*WORK INSTRUCTIONS*. The answer should be each line of the records that contains the word "FilterMetadata"; please copy them all.
[INPUT]
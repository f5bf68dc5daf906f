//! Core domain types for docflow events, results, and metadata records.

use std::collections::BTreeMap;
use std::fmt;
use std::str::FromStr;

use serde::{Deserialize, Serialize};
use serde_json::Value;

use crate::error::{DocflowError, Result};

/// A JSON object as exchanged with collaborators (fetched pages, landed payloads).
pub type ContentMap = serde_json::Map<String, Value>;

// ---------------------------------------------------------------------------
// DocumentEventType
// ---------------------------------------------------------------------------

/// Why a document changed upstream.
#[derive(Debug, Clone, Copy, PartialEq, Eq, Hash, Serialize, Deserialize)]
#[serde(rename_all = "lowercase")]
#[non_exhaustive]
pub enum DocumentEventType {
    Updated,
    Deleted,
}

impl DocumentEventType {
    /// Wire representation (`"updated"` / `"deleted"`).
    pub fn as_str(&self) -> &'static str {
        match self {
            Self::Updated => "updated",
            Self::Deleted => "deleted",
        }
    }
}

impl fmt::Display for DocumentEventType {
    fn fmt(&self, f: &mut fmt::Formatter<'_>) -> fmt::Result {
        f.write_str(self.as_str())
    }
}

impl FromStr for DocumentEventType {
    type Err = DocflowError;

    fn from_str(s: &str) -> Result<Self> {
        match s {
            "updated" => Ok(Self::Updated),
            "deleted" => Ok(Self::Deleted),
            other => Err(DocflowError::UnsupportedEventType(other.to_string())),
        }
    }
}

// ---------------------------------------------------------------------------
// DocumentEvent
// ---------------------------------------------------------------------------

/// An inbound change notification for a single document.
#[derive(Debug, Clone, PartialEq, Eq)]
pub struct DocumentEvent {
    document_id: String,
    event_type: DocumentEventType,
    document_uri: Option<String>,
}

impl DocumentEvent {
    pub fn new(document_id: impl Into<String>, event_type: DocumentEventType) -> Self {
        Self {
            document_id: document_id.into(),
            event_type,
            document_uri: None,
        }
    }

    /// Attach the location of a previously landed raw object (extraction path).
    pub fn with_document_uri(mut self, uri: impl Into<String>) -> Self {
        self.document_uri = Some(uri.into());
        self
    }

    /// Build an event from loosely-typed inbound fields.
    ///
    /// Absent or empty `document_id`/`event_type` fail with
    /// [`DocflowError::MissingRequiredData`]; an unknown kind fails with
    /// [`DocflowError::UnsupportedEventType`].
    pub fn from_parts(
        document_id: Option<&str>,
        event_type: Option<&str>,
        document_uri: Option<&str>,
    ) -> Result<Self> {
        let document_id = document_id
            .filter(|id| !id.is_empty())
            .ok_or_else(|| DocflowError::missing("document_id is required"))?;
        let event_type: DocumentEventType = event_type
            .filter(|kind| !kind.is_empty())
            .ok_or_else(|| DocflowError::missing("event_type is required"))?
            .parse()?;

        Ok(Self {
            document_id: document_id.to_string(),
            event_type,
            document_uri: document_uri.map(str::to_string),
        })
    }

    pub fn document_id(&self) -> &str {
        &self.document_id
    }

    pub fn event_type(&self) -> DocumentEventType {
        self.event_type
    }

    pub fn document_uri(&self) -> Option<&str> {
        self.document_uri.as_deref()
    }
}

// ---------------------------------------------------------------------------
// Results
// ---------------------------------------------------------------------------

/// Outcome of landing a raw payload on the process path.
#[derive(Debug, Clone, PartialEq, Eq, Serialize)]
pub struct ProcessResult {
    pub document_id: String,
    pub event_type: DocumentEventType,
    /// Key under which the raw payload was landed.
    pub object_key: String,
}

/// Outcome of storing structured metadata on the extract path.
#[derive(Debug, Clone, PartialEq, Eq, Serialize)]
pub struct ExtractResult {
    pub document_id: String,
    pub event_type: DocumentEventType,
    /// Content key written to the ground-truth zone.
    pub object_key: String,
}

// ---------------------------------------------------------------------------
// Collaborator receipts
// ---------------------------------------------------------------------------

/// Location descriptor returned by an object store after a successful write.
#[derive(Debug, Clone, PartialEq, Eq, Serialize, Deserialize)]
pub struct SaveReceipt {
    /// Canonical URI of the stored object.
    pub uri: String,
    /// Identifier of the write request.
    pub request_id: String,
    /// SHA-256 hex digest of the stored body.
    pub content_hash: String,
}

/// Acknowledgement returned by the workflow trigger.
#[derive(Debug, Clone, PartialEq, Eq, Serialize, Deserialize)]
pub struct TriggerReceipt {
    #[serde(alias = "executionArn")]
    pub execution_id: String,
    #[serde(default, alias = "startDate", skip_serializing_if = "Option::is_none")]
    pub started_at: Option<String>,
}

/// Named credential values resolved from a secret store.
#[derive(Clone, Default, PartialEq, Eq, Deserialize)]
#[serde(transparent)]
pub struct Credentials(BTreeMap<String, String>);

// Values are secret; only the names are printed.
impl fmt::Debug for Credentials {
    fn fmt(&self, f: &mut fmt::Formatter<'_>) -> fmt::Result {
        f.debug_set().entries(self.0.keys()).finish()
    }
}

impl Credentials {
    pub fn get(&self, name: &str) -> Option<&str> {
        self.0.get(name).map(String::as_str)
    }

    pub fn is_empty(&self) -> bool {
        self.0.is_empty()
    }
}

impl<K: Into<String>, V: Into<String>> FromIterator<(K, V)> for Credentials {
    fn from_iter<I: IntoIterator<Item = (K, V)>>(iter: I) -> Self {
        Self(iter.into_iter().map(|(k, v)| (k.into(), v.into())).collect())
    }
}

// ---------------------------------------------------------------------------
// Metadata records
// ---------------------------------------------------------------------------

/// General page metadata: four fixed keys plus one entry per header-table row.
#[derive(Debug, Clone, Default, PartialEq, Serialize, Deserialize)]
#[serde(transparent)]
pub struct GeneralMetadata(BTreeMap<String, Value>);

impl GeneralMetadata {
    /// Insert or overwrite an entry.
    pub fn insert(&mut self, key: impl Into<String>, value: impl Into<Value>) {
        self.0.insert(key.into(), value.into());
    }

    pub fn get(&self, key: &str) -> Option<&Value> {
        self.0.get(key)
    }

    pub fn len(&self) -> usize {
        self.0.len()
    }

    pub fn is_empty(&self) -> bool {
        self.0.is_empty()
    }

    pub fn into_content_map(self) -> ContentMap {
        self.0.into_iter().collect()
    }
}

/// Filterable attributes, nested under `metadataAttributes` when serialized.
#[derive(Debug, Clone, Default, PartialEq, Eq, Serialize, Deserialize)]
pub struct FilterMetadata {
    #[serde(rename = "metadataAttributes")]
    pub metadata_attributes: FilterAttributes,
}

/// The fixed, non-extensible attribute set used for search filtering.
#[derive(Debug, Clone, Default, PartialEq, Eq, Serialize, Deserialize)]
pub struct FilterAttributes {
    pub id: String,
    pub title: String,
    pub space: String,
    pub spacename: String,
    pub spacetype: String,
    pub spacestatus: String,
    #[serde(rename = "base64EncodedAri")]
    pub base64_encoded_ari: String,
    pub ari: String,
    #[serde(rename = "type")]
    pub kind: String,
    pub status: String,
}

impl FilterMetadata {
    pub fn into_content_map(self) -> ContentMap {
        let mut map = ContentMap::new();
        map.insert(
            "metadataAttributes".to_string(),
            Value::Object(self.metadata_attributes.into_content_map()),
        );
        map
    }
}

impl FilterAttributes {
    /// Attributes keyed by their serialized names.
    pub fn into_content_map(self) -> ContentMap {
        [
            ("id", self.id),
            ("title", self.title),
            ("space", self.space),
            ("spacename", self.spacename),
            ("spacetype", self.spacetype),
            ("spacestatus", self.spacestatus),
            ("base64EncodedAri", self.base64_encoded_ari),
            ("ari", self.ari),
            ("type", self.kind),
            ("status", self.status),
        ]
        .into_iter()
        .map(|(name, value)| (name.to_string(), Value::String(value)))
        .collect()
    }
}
[/INPUT]
[INPUT]
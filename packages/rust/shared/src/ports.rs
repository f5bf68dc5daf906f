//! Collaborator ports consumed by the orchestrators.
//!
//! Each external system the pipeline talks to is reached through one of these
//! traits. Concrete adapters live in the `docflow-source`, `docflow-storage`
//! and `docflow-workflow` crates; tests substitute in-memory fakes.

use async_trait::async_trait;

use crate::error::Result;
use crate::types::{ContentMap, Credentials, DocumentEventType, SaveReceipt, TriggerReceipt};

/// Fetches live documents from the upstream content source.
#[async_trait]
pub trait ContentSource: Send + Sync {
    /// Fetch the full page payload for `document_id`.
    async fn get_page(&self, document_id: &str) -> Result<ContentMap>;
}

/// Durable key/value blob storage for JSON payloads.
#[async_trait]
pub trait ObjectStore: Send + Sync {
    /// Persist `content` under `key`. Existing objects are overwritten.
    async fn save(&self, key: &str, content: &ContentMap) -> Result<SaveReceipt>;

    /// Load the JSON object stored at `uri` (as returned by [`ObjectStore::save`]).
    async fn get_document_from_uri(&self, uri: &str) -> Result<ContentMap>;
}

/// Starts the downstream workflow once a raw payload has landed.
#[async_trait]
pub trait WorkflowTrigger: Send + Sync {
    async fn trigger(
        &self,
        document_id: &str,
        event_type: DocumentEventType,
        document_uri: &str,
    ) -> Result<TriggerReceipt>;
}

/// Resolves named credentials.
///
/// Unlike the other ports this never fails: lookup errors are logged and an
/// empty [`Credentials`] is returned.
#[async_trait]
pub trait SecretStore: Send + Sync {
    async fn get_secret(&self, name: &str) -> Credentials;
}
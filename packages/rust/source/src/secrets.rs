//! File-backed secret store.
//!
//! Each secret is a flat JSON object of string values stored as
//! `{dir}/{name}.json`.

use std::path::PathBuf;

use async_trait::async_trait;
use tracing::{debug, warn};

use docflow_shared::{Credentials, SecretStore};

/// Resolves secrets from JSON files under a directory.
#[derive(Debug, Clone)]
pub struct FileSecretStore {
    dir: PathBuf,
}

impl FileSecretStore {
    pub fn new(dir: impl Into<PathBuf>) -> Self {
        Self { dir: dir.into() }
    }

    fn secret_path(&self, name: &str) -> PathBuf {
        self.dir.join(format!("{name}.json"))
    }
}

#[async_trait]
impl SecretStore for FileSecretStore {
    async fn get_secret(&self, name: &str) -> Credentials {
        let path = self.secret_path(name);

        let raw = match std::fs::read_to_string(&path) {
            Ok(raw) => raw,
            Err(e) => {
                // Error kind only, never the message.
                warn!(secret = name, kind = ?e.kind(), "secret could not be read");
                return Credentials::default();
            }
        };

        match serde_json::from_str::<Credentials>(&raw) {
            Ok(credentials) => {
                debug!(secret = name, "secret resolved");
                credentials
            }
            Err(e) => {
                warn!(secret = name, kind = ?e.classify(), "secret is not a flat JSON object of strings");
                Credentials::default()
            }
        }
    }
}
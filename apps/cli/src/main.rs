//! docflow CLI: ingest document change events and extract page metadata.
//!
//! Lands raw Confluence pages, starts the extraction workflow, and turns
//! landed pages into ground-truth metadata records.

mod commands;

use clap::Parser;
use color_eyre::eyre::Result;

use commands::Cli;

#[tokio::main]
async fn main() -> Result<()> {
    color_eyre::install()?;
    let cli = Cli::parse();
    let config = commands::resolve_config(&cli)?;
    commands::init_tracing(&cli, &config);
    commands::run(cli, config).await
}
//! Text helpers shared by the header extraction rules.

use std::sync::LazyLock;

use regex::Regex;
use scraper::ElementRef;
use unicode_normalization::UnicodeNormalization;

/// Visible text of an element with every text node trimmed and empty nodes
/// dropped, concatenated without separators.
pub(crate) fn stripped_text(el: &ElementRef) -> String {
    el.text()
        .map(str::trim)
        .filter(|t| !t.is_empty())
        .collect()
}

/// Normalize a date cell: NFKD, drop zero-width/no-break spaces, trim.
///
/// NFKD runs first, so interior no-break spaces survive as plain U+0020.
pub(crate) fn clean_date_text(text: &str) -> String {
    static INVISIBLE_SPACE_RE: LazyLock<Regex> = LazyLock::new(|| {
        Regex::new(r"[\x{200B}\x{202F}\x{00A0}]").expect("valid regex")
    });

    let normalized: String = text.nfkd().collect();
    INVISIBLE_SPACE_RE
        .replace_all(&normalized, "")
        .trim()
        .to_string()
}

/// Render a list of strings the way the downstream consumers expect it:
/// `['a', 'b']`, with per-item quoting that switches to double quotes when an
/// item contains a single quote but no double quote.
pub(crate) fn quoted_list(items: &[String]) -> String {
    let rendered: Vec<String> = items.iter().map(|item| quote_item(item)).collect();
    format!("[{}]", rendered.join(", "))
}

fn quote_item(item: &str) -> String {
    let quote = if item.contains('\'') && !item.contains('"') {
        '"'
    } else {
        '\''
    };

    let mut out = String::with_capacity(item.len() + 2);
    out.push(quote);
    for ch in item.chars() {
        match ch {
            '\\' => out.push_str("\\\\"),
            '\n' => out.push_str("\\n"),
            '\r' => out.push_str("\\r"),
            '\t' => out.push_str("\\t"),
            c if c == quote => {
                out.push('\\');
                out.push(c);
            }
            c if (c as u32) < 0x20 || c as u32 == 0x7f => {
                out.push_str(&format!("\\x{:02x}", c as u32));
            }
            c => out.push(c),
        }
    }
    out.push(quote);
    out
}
[/INPUT]
*OUTPUT FOR THIS EXERCISE*.
pub struct FilterMetadata {
impl FilterMetadata {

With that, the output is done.